Your instructions:
Could you set down exactly the lines in the records below between the line holding "repository 08744769ae5ce976" and the line holding "is already sent", inclusive?

Collected data entries
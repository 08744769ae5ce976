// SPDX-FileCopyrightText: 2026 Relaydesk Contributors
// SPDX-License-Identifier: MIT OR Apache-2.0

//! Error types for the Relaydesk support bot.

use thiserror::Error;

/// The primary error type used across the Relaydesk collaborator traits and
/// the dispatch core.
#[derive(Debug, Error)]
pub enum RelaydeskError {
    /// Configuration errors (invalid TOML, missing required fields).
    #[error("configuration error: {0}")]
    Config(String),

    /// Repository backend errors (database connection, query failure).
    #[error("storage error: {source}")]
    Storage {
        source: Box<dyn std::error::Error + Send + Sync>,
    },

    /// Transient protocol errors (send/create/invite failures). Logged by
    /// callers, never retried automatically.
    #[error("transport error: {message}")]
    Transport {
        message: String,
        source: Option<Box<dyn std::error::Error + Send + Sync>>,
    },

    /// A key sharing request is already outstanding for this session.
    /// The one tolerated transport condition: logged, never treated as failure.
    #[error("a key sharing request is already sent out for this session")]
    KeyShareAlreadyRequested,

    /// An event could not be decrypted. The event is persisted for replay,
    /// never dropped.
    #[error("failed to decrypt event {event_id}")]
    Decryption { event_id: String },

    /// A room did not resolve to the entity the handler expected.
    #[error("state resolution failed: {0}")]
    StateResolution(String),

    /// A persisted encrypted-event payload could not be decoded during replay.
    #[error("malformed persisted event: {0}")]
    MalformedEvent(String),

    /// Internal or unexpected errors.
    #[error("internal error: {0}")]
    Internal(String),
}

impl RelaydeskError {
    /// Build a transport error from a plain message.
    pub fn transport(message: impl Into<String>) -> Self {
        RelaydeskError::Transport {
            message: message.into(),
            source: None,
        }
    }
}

* * *

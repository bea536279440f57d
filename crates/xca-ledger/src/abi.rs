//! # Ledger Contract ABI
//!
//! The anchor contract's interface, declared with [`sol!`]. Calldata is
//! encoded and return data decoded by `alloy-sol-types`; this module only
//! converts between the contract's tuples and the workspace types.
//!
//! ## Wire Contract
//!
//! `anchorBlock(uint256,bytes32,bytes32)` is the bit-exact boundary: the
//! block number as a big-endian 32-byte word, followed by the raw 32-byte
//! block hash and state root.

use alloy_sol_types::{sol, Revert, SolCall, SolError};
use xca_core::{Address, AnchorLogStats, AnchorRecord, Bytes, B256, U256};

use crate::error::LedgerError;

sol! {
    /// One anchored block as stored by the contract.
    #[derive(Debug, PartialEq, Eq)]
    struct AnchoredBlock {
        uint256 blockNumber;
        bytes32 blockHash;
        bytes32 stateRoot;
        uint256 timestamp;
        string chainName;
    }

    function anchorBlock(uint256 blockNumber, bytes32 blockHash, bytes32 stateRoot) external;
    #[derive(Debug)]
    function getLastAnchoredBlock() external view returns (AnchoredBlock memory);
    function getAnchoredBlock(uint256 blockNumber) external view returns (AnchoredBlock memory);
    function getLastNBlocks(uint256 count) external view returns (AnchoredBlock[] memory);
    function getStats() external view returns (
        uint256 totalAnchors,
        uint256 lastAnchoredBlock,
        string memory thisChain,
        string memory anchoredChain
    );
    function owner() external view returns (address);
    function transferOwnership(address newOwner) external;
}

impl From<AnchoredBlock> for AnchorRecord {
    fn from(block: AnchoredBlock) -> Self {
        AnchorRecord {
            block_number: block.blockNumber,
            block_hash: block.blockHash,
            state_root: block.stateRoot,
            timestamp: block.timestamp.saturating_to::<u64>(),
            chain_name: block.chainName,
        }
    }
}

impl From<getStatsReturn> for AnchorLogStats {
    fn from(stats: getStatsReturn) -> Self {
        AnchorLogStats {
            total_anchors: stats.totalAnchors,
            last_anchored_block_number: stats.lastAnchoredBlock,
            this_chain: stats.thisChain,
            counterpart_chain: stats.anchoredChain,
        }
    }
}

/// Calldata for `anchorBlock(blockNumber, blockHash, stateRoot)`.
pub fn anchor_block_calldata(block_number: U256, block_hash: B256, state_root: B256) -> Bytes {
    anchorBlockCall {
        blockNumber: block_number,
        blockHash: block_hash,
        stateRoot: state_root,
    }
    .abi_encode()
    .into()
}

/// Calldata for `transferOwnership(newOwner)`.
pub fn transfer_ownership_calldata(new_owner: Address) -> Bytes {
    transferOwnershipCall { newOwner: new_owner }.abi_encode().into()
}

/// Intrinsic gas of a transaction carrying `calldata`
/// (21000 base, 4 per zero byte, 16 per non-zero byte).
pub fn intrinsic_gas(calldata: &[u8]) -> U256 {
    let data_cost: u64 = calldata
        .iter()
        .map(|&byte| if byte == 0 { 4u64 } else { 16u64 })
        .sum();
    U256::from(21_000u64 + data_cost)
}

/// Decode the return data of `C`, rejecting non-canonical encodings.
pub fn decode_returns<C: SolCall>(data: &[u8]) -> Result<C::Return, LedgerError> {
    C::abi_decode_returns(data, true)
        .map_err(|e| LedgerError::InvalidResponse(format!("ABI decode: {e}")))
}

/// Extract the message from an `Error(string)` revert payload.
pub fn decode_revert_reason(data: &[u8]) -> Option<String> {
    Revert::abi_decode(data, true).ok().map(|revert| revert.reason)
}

* * *

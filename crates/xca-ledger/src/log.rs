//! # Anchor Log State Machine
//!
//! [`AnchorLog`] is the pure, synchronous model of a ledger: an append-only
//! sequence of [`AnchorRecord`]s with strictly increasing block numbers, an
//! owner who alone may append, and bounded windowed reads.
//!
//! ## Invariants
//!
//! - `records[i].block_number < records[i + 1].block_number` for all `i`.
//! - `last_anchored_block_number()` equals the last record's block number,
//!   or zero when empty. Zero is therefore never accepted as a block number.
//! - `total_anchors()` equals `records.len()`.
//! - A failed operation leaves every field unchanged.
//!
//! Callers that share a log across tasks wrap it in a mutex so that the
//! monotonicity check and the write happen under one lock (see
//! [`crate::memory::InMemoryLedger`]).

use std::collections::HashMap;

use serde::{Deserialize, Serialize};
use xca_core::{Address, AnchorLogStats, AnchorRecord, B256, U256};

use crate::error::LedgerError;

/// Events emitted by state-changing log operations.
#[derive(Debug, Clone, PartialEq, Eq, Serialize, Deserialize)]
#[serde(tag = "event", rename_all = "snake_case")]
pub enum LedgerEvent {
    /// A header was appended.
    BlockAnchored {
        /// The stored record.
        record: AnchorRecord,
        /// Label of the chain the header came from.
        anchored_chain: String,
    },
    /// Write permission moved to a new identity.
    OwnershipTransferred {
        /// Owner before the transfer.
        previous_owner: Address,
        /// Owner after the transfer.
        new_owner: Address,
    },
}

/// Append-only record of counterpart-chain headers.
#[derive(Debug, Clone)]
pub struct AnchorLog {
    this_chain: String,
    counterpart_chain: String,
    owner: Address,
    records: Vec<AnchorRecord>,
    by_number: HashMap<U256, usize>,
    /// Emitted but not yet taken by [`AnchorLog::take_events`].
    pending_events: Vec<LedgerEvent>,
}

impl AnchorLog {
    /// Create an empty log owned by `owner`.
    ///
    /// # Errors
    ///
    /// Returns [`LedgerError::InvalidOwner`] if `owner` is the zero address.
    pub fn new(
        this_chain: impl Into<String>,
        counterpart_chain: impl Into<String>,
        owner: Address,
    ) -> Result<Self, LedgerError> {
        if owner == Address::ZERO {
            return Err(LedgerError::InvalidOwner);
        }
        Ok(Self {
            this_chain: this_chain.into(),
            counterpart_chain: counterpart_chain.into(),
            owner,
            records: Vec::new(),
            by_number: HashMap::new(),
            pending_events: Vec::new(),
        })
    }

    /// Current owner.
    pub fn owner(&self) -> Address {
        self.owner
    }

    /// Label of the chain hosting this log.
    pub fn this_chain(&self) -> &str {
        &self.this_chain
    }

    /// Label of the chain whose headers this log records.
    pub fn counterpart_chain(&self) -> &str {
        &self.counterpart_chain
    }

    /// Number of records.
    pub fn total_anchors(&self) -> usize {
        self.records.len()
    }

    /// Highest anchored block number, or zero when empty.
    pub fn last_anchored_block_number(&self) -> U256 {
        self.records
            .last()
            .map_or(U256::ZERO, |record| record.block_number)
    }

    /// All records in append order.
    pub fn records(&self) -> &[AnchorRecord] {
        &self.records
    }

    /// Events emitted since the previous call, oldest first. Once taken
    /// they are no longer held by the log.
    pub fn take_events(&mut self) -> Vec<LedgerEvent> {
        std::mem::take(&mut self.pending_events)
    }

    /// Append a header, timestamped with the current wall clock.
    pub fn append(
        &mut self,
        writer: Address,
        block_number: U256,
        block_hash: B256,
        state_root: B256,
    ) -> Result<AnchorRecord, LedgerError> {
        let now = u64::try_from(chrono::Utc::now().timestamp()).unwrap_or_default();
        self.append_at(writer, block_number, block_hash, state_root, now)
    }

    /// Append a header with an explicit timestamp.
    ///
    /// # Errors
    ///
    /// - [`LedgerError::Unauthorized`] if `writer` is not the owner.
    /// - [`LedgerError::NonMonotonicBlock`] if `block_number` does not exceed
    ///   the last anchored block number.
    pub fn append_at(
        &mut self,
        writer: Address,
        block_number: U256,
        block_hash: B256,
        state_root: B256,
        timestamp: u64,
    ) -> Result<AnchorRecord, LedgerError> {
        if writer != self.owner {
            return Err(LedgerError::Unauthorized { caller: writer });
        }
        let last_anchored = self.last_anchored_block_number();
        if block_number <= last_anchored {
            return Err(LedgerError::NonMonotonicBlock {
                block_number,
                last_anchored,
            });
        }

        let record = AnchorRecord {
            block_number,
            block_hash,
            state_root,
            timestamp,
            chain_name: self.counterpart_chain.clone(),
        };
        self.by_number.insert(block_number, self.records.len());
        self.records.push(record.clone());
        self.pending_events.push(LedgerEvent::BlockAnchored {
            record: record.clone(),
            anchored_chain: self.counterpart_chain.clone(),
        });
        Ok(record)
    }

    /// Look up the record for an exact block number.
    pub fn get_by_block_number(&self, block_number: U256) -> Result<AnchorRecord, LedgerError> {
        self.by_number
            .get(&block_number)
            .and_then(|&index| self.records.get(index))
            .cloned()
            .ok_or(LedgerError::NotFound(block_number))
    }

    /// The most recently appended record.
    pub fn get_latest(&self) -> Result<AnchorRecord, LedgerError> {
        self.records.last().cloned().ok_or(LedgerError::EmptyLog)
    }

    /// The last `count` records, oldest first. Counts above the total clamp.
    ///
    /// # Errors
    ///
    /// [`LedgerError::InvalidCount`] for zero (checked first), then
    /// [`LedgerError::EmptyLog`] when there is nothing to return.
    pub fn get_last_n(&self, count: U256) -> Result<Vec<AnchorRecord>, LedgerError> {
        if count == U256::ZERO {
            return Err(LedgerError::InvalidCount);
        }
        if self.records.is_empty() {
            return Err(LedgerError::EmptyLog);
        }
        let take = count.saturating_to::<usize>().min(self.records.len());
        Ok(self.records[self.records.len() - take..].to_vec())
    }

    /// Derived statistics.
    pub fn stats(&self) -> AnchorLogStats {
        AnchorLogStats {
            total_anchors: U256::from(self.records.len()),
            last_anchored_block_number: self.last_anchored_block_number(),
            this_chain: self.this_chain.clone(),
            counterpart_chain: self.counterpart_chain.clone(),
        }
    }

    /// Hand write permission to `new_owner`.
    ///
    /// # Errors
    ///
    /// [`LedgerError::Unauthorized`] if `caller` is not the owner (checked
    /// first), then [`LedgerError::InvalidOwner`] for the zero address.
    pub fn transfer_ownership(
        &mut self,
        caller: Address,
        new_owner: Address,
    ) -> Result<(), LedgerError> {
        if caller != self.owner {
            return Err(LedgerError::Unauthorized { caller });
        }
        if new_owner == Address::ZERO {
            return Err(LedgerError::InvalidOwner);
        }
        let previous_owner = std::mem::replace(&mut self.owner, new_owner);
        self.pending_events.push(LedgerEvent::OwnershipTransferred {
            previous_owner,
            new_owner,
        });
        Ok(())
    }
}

Answer box:
repository 08744769ae5ce976
// SPDX-FileCopyrightText: 2026 Relaydesk Contributors
// SPDX-License-Identifier: MIT OR Apache-2.0

//! Error types for the Relaydesk support bot.

use thiserror::Error;

/// The primary error type used across the Relaydesk collaborator traits and
/// the dispatch core.
#[derive(Debug, Error)]
pub enum RelaydeskError {
    /// Configuration errors (invalid TOML, missing required fields).
    #[error("configuration error: {0}")]
    Config(String),

    /// Repository backend errors (database connection, query failure).
    #[error("storage error: {source}")]
    Storage {
        source: Box<dyn std::error::Error + Send + Sync>,
    },

    /// Transient protocol errors (send/create/invite failures). Logged by
    /// callers, never retried automatically.
    #[error("transport error: {message}")]
    Transport {
        message: String,
        source: Option<Box<dyn std::error::Error + Send + Sync>>,
    },

    /// A key sharing request is already outstanding for this session.
    /// The one tolerated transport condition: logged, never treated as failure.
    #[error("a key sharing request is already sent out for this session")]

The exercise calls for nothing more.